RKIP regulates bone marrow macrophage differentiation to mediate osteoclastogenesis and H-type vessel formation.

As central cells involved in osteoimmunology, bone niche macrophages possess diverse functions, and their differentiation fate regulates bone homeostasis. Elucidation of the underlying mechanism involved in macrophage differentiation is important for developing new therapeutic targets for osteoporosis. Here, we show that knocking out Raf kinase inhibitor protein (RKIP), either globally or in macrophages, results in dramatically increased bone mass in mice due to synergistic inhibition of bone resorption and promotion of bone formation.
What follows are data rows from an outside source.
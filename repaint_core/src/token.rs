// Copyright 2026 the Repaint Authors
// SPDX-License-Identifier: Apache-2.0 OR MIT

//! Callback identity types.
//!
//! Every asynchronous callback the scheduler requests (a manual wake-up from
//! the host, or a flush completion from the surface) is tagged with a token.
//! The host hands the token back when the callback fires. Tokens carry the
//! surface *generation* they were issued for, so callbacks that were in
//! flight when the surface was replaced can be recognized and ignored.

use core::fmt;

/// A surface generation.
///
/// Starts at zero (no surface yet) and increases every time the scheduler
/// replaces its surface.
#[derive(Clone, Copy, Default, PartialEq, Eq, PartialOrd, Ord, Hash)]
pub struct Generation(pub u32);

impl Generation {
    /// Returns the generation that follows this one.
    #[inline]
    #[must_use]
    pub const fn next(self) -> Self {
        Self(self.0.wrapping_add(1))
    }
}

impl fmt::Debug for Generation {
    fn fmt(&self, f: &mut fmt::Formatter<'_>) -> fmt::Result {
        write!(f, "gen{}", self.0)
    }
}

/// Handle for a scheduled manual wake-up.
///
/// Passed to [`TaskHost::schedule`](crate::backend::TaskHost::schedule); the
/// host returns it through
/// [`PaintScheduler::on_wakeup`](crate::scheduler::PaintScheduler::on_wakeup).
#[derive(Clone, Copy, PartialEq, Eq, Hash)]
pub struct WakeupToken {
    pub(crate) serial: u64,
    pub(crate) generation: Generation,
}

impl WakeupToken {
    /// Returns the per-scheduler serial number (for diagnostics only).
    #[inline]
    #[must_use]
    pub const fn serial(self) -> u64 {
        self.serial
    }

    /// Returns the surface generation this wake-up was scheduled for.
    #[inline]
    #[must_use]
    pub const fn generation(self) -> Generation {
        self.generation
    }
}

impl fmt::Debug for WakeupToken {
    fn fmt(&self, f: &mut fmt::Formatter<'_>) -> fmt::Result {
        write!(f, "WakeupToken(#{}@{:?})", self.serial, self.generation)
    }
}

/// Handle for an issued flush.
///
/// Passed to [`Surface::flush`](crate::backend::Surface::flush); a surface
/// that completes asynchronously returns it through
/// [`PaintScheduler::on_flush_complete`](crate::scheduler::PaintScheduler::on_flush_complete).
#[derive(Clone, Copy, PartialEq, Eq, Hash)]
pub struct FlushToken {
    pub(crate) serial: u64,
    pub(crate) generation: Generation,
}

impl FlushToken {
    /// Returns the per-scheduler serial number (for diagnostics only).
    #[inline]
    #[must_use]
    pub const fn serial(self) -> u64 {
        self.serial
    }

    /// Returns the surface generation this flush was issued against.
    #[inline]
    #[must_use]
    pub const fn generation(self) -> Generation {
        self.generation
    }
}

impl fmt::Debug for FlushToken {
    fn fmt(&self, f: &mut fmt::Formatter<'_>) -> fmt::Result {
        write!(f, "FlushToken(#{}@{:?})", self.serial, self.generation)
    }
}
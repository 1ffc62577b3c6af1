// Copyright 2026 the Repaint Authors
// SPDX-License-Identifier: Apache-2.0 OR MIT

//! Backend contract for presentation and host integrations.
//!
//! Repaint splits platform-specific work into *backend* crates. Each backend
//! provides the following pieces:
//!
//! - **Presentation target**: Implements [`PresentationTarget`] to allocate
//!   off-screen surfaces and attach them to whatever displays them (a window,
//!   a compositor layer, a shared-memory buffer handed to another process).
//!
//! - **Surface**: Implements [`Surface`]: the pixel store the client renders
//!   into, plus the two operations the scheduler drives directly: moving
//!   pixels for a scroll and swapping the buffer to the display ("flush").
//!   At most one flush may be in flight per surface.
//!
//! - **Task host**: Implements [`TaskHost`] to run a callback later on the
//!   rendering thread. The scheduler uses it for manual wake-ups.
//!
//! Application code implements [`PaintClient`] to render damaged regions.
//!
//! # Callback delivery
//!
//! [`TaskHost::schedule`] and [`Surface::flush`] return immediately. When the
//! wake-up fires or the flush completes, the host calls
//! [`PaintScheduler::on_wakeup`] or [`PaintScheduler::on_flush_complete`] on
//! the rendering thread with the token it was given. Tokens outlive surface
//! replacement safely: the scheduler ignores tokens from older generations.
//!
//! ```rust,ignore
//! loop {
//!     match main_thread.next_event() {
//!         HostEvent::Wakeup(token) => scheduler.on_wakeup(token),
//!         HostEvent::FlushComplete(token) => scheduler.on_flush_complete(token),
//!     }
//! }
//! ```
//!
//! [`PaintScheduler::on_wakeup`]: crate::scheduler::PaintScheduler::on_wakeup
//! [`PaintScheduler::on_flush_complete`]: crate::scheduler::PaintScheduler::on_flush_complete

use core::time::Duration;

use kurbo::{Rect, Size, Vec2};

use crate::scheduler::PaintContext;
use crate::token::{FlushToken, WakeupToken};

/// Outcome of [`Surface::flush`].
#[derive(Clone, Copy, Debug, PartialEq, Eq, Hash)]
pub enum FlushStatus {
    /// The swap finished synchronously; no completion callback follows.
    Completed,
    /// The swap was queued; the host reports completion later with the
    /// token.
    Pending,
    /// Another flush is still in flight. The scheduler treats this as a
    /// fatal usage error.
    InProgress,
}

/// An off-screen surface the client paints into.
pub trait Surface {
    /// Returns the pixel size of the surface.
    fn size(&self) -> Size;

    /// Moves the pixels inside `rect` by `delta`, clipped to `rect`.
    ///
    /// Pixels that move outside `rect` are discarded; the area the content
    /// moved away from is left for the client to repaint.
    fn scroll(&mut self, rect: Rect, delta: Vec2);

    /// Presents the painted contents.
    fn flush(&mut self, token: FlushToken) -> FlushStatus;
}

/// Allocates surfaces and attaches them to the display.
pub trait PresentationTarget {
    /// The surface type this target produces.
    type Surface: Surface;

    /// Allocates a surface of `size`.
    ///
    /// `always_opaque` promises the client never leaves transparent pixels,
    /// letting the target pick an opaque pixel format. Returns `None` if the
    /// allocation fails.
    fn create_surface(&mut self, size: Size, always_opaque: bool) -> Option<Self::Surface>;

    /// Makes `surface` the one being displayed.
    fn bind_surface(&mut self, surface: &Self::Surface);
}

/// Runs deferred work on the rendering thread.
pub trait TaskHost {
    /// Requests a call to
    /// [`PaintScheduler::on_wakeup`](crate::scheduler::PaintScheduler::on_wakeup)
    /// with `token` once `delay` has passed.
    fn schedule(&mut self, token: WakeupToken, delay: Duration);
}

/// Renders damaged regions of a surface.
pub trait PaintClient<S> {
    /// Paints the rectangles in `cx` and returns `true` if anything was
    /// drawn.
    ///
    /// Returning `false` suppresses the flush. Damage raised through `cx`
    /// is painted in a later cycle.
    fn paint(&mut self, cx: &mut PaintContext<'_, S>) -> bool;
}

impl<S, F> PaintClient<S> for F
where
    F: FnMut(&mut PaintContext<'_, S>) -> bool,
{
    fn paint(&mut self, cx: &mut PaintContext<'_, S>) -> bool {
        self(cx)
    }
}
Mechanistically, RKIP knockout inhibits differentiation of macrophages into osteoclasts and promotes their differentiation towards pro-angiogenic subclusters, which enhances formation of H-type vessels. RKIP enhances osteoclastogenesis by interacting with ARHGAP to suppress CDC42 inactivation. Intranuclear RKIP suppresses angiogenic genes expression by bridging the association between HIF-1α and VHL to reduce the protein stability of HIF-1α in macrophages. Furthermore, RKIP deletion or inhibitor rescues ovariectomy (OVX)-induced bone loss in vivo. Collectively, this study provides insights into the different roles of extranuclear or intranuclear RKIP in regulating differentiation of bone niche macrophages and could inform potential therapies for bone homeostasis-related diseases.